A measurable outcome? In the son’s own words, The chaplain aided her in letting go.
TOOL 3: Prayer
With resources diminishing in both the Catholic Church and Catholic healthcare, collaboration is more important than ever. When I served as director of spiritual care services at St. Nicholas Hospital in Sheboygan, WI, I reached out to prayer groups at five local Catholic churches, and they offered to pray for patients who requested prayer. Chaplains would inform patients that the prayer groups volunteered to take one day of the week each and pray for them on a first-name basis. Over the course of nearly eight years, the average percentage of patients who asked for prayer ranged from 80 to 99 percent each week.
Did prayer provide a measurable outcome?
Harold Koenig, associate professor of medicine and psychiatry at Duke University School of Medicine and senior author of the Handbook of Religion and Health¸ said traditional religious beliefs have a variety of effects on personal health. Koenig’s book documents roughly 1,200 studies on the effects of prayer on health. The results are mixed and controversial.
However, he said, results of studies show that religious people tend to live healthier lives and people who pray become sick less often. Other results include:
- Hospitalized people who never attended church have an average stay of three times longer than people who attended regularly;
- Heart patients were 14 times more likely to die following surgery if they did not participate in a religion;
- Elderly people who never or rarely attended church had a stroke rate double that of people who attended regularly;
- In Israel, religious people had a 40 percent lower death rate from cardiovascular disease and cancer;
- and, Koenig said, “people who are more religious tend to become depressed less often. And when they do become depressed, they recover more quickly from depression.”
TOOL 4: A Gift
He was a grumpy patient in ICU. Noncompliant. Didn’t say much. No visitors came to see him. After a meeting with the patient care team, Chaplain Bob stopped by and introduced himself. A wave of the hand indicated no interest.
Familiar with the signal, Bob said, “I know you’ve been here a while, so I just wanted to stop by and see how you were doing. But if you’d rather not talk, I understand.”

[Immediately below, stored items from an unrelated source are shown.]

//! Log redaction for patient-identifying text.
//!
//! Every formatted log line passes through [`redact`] before it reaches the
//! sink. Redacted categories:
//! - patient name fields (`patient_name=...`, `patient="..."`, `name: ...`)
//! - prediction record UUIDs
//! - email addresses and phone numbers
//! - SSN-like identifiers
//!
//! Callsites should still avoid logging names at all; this is the fallback
//! for text that slips through (error messages, debug dumps).

use std::io::Write;
use std::sync::OnceLock;

use regex::{Regex, RegexSet};
use tracing_subscriber::fmt::MakeWriter;

/// Default cap on bytes redacted per line (16 KiB).
const DEFAULT_MAX_BYTES: usize = 16 * 1024;

const MAX_BYTES_ENV: &str = "DIABETES_PREDICTOR_SANITIZE_MAX_BYTES";

/// (pattern, replacement) pairs, applied in order.
const RULES: [(&str, &str); 5] = [
    // Structured name fields. A bare value may span several words and ends
    // at the next `key=`/`key:`, a separator or the end of the line.
    (
        r#"(?i)\b(patient_name|patient|name)(\s*[:=]\s*)(?:"[^"]*"|[^\s,;}"][^,;}\r\n]*?(\s+[a-z_][\w.]*\s*[=:]|[,;}\r\n]|$))"#,
        "$1$2[REDACTED-NAME]$3",
    ),
    (
        r"[0-9a-fA-F]{8}-[0-9a-fA-F]{4}-[0-9a-fA-F]{4}-[0-9a-fA-F]{4}-[0-9a-fA-F]{12}",
        "[REDACTED-ID]",
    ),
    (
        r"(?i)\b[a-z0-9][a-z0-9._%+-]{0,63}@(?:[a-z0-9-]{1,63}\.)+[a-z]{2,}\b",
        "[REDACTED-EMAIL]",
    ),
    (r"\b\d{3}-\d{2}-\d{4}\b", "[REDACTED-SSN]"),
    (
        r"\b(?:\+?1[-.\s]?)?\(?[0-9]{3}\)?[-.\s][0-9]{3}[-.\s][0-9]{4}\b",
        "[REDACTED-PHONE]",
    ),
];

struct Redactor {
    any: RegexSet,
    rules: Vec<(Regex, &'static str)>,
}

fn redactor() -> &'static Redactor {
    static REDACTOR: OnceLock<Redactor> = OnceLock::new();
    REDACTOR.get_or_init(|| Redactor {
        // Patterns are compile-time constants covered by tests.
        any: RegexSet::new(RULES.iter().map(|(p, _)| *p)).expect("Valid regex set"),
        rules: RULES
            .iter()
            .map(|(p, r)| (Regex::new(p).expect("Valid regex"), *r))
            .collect(),
    })
}

/// Byte cap, read from the environment once per process.
fn max_bytes() -> usize {
    static MAX_BYTES: OnceLock<usize> = OnceLock::new();
    *MAX_BYTES.get_or_init(|| parse_max_bytes(std::env::var(MAX_BYTES_ENV).ok().as_deref()))
}

fn parse_max_bytes(value: Option<&str>) -> usize {
    value
        .and_then(|v| v.trim().parse::<usize>().ok())
        .filter(|&v| v > 0)
        .unwrap_or(DEFAULT_MAX_BYTES)
}

fn truncate_at_char_boundary(input: &str, max: usize) -> (&str, bool) {
    if input.len() <= max {
        return (input, false);
    }
    let mut end = max;
    while end > 0 && !input.is_char_boundary(end) {
        end -= 1;
    }
    (&input[..end], true)
}

/// Replace patient-identifying text in `input`.
#[must_use]
pub fn redact(input: &str) -> String {
    redact_with_limit(input, max_bytes())
}

fn redact_with_limit(input: &str, max: usize) -> String {
    let redactor = redactor();
    let (prefix, truncated) = truncate_at_char_boundary(input, max);

    let mut out = prefix.to_string();
    for idx in redactor.any.matches(prefix).iter() {
        let (regex, replacement) = &redactor.rules[idx];
        out = regex.replace_all(&out, *replacement).into_owned();
    }

    if truncated {
        out.push_str(" [TRUNCATED]");
    }
    out
}

/// `MakeWriter` that redacts each formatted log line before forwarding it.
#[derive(Debug, Clone)]
pub struct RedactingMakeWriter<M> {
    inner: M,
}

impl<M> RedactingMakeWriter<M> {
    #[must_use]
    pub fn new(inner: M) -> Self {
        Self { inner }
    }
}

impl<'a, M> MakeWriter<'a> for RedactingMakeWriter<M>
where
    M: MakeWriter<'a>,
{
    type Writer = RedactingWriter<M::Writer>;

    fn make_writer(&'a self) -> Self::Writer {
        RedactingWriter {
            inner: self.inner.make_writer(),
            pending: Vec::new(),
        }
    }
}

/// Line-buffering writer produced by [`RedactingMakeWriter`].
pub struct RedactingWriter<W: Write> {
    inner: W,
    pending: Vec<u8>,
}

impl<W: Write> RedactingWriter<W> {
    fn write_redacted(&mut self, bytes: &[u8]) -> std::io::Result<()> {
        let text = String::from_utf8_lossy(bytes);
        self.inner.write_all(redact(&text).as_bytes())
    }

    fn drain_lines(&mut self) -> std::io::Result<()> {
        while let Some(pos) = self.pending.iter().position(|&b| b == b'\n') {
            let line: Vec<u8> = self.pending.drain(..=pos).collect();
            self.write_redacted(&line)?;
        }
        Ok(())
    }
}

impl<W: Write> Write for RedactingWriter<W> {
    fn write(&mut self, buf: &[u8]) -> std::io::Result<usize> {
        self.pending.extend_from_slice(buf);

        // A formatter writing a huge line without newlines must not grow the buffer forever.
        if self.pending.len() > max_bytes().saturating_mul(2) {
            let pending = std::mem::take(&mut self.pending);
            self.write_redacted(&pending)?;
            self.inner.write_all(b"\n")?;
            return Ok(buf.len());
        }

        self.drain_lines()?;
        Ok(buf.len())
    }

    fn flush(&mut self) -> std::io::Result<()> {
        self.drain_lines()?;
        if !self.pending.is_empty() {
            let pending = std::mem::take(&mut self.pending);
            self.write_redacted(&pending)?;
        }
        self.inner.flush()
    }
}

impl<W: Write> Drop for RedactingWriter<W> {
    fn drop(&mut self) {
        let _ = self.flush();
    }
}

The patient rolled over and looked up at Bob and motioned for him to stay. Bob sat down and listened. The patient spoke of his love of hunting and a memorable fishing expedition. Bob expressed interest and asked the patient to share memories. The patient recalled his catch of a 300-pound Atlantic bluefin tuna in detail. As the patient told Bob how it took more than three hours to reel in the catch, Bob noticed his patient’s smile grow wider, his eyes beamed, and he relaxed back in his bed.
The patient discovered meaning in sharing his story with someone who cared to listen.
Chaplain Bob returned to the patient’s room before his shift ended. He brought a gift from the hospital gift shop: a plaque with a fisherman on a boat.
Grumpiness was replaced with a smile and kind words for his patient care staff. He expressed appreciation to them and apologized for his bad attitude.
At the next patient care meeting, Bob was asked, “What did you do that helped?”
Bob said, “I sat down. I listened to his story and let him know I cared. His fishing outing was a meaningful experience, and he simply wanted to tell someone. I connected with him, and he appreciated it.”
Marty Folan, BCC, is former director of mission integration and spiritual care at St. Joseph Medical Center in Brainerd, MN.